--- Task requirements ---
Down to the last line, restate the material below exactly.

--- Dataset extract ---
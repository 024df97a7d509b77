//! Fixed DSL vocabulary: allowed series, function signatures and
//! closest-name suggestions for misspellings.

use crate::domain::ast::{ExprType, Function, Kind, Shape};
use crate::domain::table::Series;

/// One formal parameter of a built-in function.
#[derive(Debug, Clone, Copy, PartialEq, Eq)]
pub enum Param {
    /// Numeric sequence.
    Numbers,
    /// Sequence of either kind.
    AnySequence,
    /// Numeric scalar (window, period, multiplier, lag).
    Number,
}

impl Param {
    pub fn accepts(&self, ty: ExprType) -> bool {
        match self {
            Param::Numbers => ty.shape == Shape::Sequence && ty.kind == Kind::Numeric,
            Param::AnySequence => ty.shape == Shape::Sequence,
            Param::Number => ty.shape == Shape::Scalar && ty.kind == Kind::Numeric,
        }
    }

    pub fn describe(&self) -> &'static str {
        match self {
            Param::Numbers => "numeric series",
            Param::AnySequence => "series",
            Param::Number => "number",
        }
    }
}

use Param::{AnySequence, Number, Numbers};

const MOVING_AVERAGE: &[&[Param]] = &[&[Numbers, Number], &[Number]];
const RSI: &[&[Param]] = &[&[Numbers, Number], &[Numbers], &[Number]];
const SHIFT: &[&[Param]] = &[&[AnySequence, Number]];
const MACD: &[&[Param]] = &[&[Numbers], &[Numbers, Number, Number, Number]];
const BANDS: &[&[Param]] = &[&[Numbers], &[Numbers, Number], &[Numbers, Number, Number]];

/// Accepted parameter lists, in the order they are tried.
pub fn signatures(function: Function) -> &'static [&'static [Param]] {
    match function {
        Function::Sma | Function::Ema => MOVING_AVERAGE,
        Function::Rsi => RSI,
        Function::Shift => SHIFT,
        Function::Macd | Function::MacdSignal | Function::MacdHist => MACD,
        Function::Bbands | Function::BbUpper | Function::BbLower => BANDS,
    }
}

/// Accepted argument counts, e.g. `"1 or 2"`.
pub fn arity_description(function: Function) -> String {
    let mut counts: Vec<usize> = signatures(function).iter().map(|s| s.len()).collect();
    counts.sort_unstable();
    counts.dedup();
    let parts: Vec<String> = counts.iter().map(|c| c.to_string()).collect();
    match parts.split_last() {
        Some((last, rest)) if !rest.is_empty() => format!("{} or {last}", rest.join(", ")),
        Some((last, _)) => last.clone(),
        None => String::from("0"),
    }
}

/// Signature matching `args`, if any.
pub fn match_signature(function: Function, args: &[ExprType]) -> Option<&'static [Param]> {
    signatures(function).iter().copied().find(|sig| {
        sig.len() == args.len() && sig.iter().zip(args).all(|(p, a)| p.accepts(*a))
    })
}

pub fn series_names() -> Vec<&'static str> {
    Series::ALL.iter().map(|s| s.name()).collect()
}

pub fn function_names() -> Vec<&'static str> {
    Function::ALL.iter().map(|f| f.name()).collect()
}

/// Edit distance between two strings, compared case-insensitively.
pub fn levenshtein(a: &str, b: &str) -> usize {
    let a: Vec<char> = a.to_ascii_lowercase().chars().collect();
    let b: Vec<char> = b.to_ascii_lowercase().chars().collect();
    let mut prev: Vec<usize> = (0..=b.len()).collect();
    let mut curr = vec![0; b.len() + 1];
    for (i, ca) in a.iter().enumerate() {
        curr[0] = i + 1;
        for (j, cb) in b.iter().enumerate() {
            let cost = usize::from(ca != cb);
            curr[j + 1] = (prev[j] + cost).min(prev[j + 1] + 1).min(curr[j] + 1);
        }
        std::mem::swap(&mut prev, &mut curr);
    }
    prev[b.len()]
}

/// Closest candidate within `max(1, len/3)` edits of `name`.
pub fn closest<'a>(name: &str, candidates: &[&'a str]) -> Option<&'a str> {
    let limit = (name.chars().count() / 3).max(1);
    candidates
        .iter()
        .map(|c| (levenshtein(name, c), *c))
        .filter(|(d, _)| *d <= limit)
        .min_by_key(|(d, _)| *d)
        .map(|(_, c)| c)
}

/// `" (did you mean 'x'?)"` or an empty string.
pub fn suggestion(name: &str, candidates: &[&str]) -> String {
    closest(name, candidates)
        .map(|c| format!(" (did you mean '{c}'?)"))
        .unwrap_or_default()
}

--- Task solution ---
repository 024df97a7d509b77
//! Fixed DSL vocabulary: allowed series, function signatures and
//! closest-name suggestions for misspellings.

use crate::domain::ast::{ExprType, Function, Kind, Shape};
use crate::domain::table::Series;

/// One formal parameter of a built-in function.
#[derive(Debug, Clone, Copy, PartialEq, Eq)]
pub enum Param {
    /// Numeric sequence.
    Numbers,
    /// Sequence of either kind.
    AnySequence,
    /// Numeric scalar (window, period, multiplier, lag).
    Number,
}

impl Param {
    pub fn accepts(&self, ty: ExprType) -> bool {
        match self {
            Param::Numbers => ty.shape == Shape::Sequence && ty.kind == Kind::Numeric,
            Param::AnySequence => ty.shape == Shape::Sequence,
            Param::Number => ty.shape == Shape::Scalar && ty.kind == Kind::Numeric,
        }
    }

    pub fn describe(&self) -> &'static str {
        match self {
            Param::Numbers => "numeric series",
            Param::AnySequence => "series",
            Param::Number => "number",
        }
    }
}

use Param::{AnySequence, Number, Numbers};

const MOVING_AVERAGE: &[&[Param]] = &[&[Numbers, Number], &[Number]];
const RSI: &[&[Param]] = &[&[Numbers, Number], &[Numbers], &[Number]];
const SHIFT: &[&[Param]] = &[&[AnySequence, Number]];
const MACD: &[&[Param]] = &[&[Numbers], &[Numbers, Number, Number, Number]];
const BANDS: &[&[Param]] = &[&[Numbers], &[Numbers, Number], &[Numbers, Number, Number]];

/// Accepted parameter lists, in the order they are tried.
pub fn signatures(function: Function) -> &'static [&'static [Param]] {
    match function {
        Function::Sma | Function::Ema => MOVING_AVERAGE,
        Function::Rsi => RSI,
        Function::Shift => SHIFT,
        Function::Macd | Function::MacdSignal | Function::MacdHist => MACD,
        Function::Bbands | Function::BbUpper | Function::BbLower => BANDS,
    }
}

/// Accepted argument counts, e.g. `"1 or 2"`.
pub fn arity_description(function: Function) -> String {
    let mut counts: Vec<usize> = signatures(function).iter().map(|s| s.len()).collect();
    counts.sort_unstable();
    counts.dedup();
    let parts: Vec<String> = counts.iter().map(|c| c.to_string()).collect();
    match parts.split_last() {
        Some((last, rest)) if !rest.is_empty() => format!("{} or {last}", rest.join(", ")),
        Some((last, _)) => last.clone(),
        None => String::from("0"),
    }
}

/// Signature matching `args`, if any.
pub fn match_signature(function: Function, args: &[ExprType]) -> Option<&'static [Param]> {
    signatures(function).iter().copied().find(|sig| {
        sig.len() == args.len() && sig.iter().zip(args).all(|(p, a)| p.accepts(*a))
    })
}

pub fn series_names() -> Vec<&'static str> {
    Series::ALL.iter().map(|s| s.name()).collect()
}

pub fn function_names() -> Vec<&'static str> {
    Function::ALL.iter().map(|f| f.name()).collect()
}

/// Edit distance between two strings, compared case-insensitively.
pub fn levenshtein(a: &str, b: &str) -> usize {
    let a: Vec<char> = a.to_ascii_lowercase().chars().collect();
    let b: Vec<char> = b.to_ascii_lowercase().chars().collect();
    let mut prev: Vec<usize> = (0..=b.len()).collect();
    let mut curr = vec![0; b.len() + 1];
    for (i, ca) in a.iter().enumerate() {
        curr[0] = i + 1;
        for (j, cb) in b.iter().enumerate() {
            let cost = usize::from(ca != cb);
            curr[j + 1] = (prev[j] + cost).min(prev[j + 1] + 1).min(curr[j] + 1);
        }
        std::mem::swap(&mut prev, &mut curr);
    }
    prev[b.len()]
}

/// Closest candidate within `max(1, len/3)` edits of `name`.
pub fn closest<'a>(name: &str, candidates: &[&'a str]) -> Option<&'a str> {
    let limit = (name.chars().count() / 3).max(1);
    candidates
        .iter()
        .map(|c| (levenshtein(name, c), *c))
        .filter(|(d, _)| *d <= limit)
        .min_by_key(|(d, _)| *d)
        .map(|(_, c)| c)
}

/// `" (did you mean 'x'?)"` or an empty string.
pub fn suggestion(name: &str, candidates: &[&str]) -> String {
    closest(name, candidates)
        .map(|c| format!(" (did you mean '{c}'?)"))
        .unwrap_or_default()
}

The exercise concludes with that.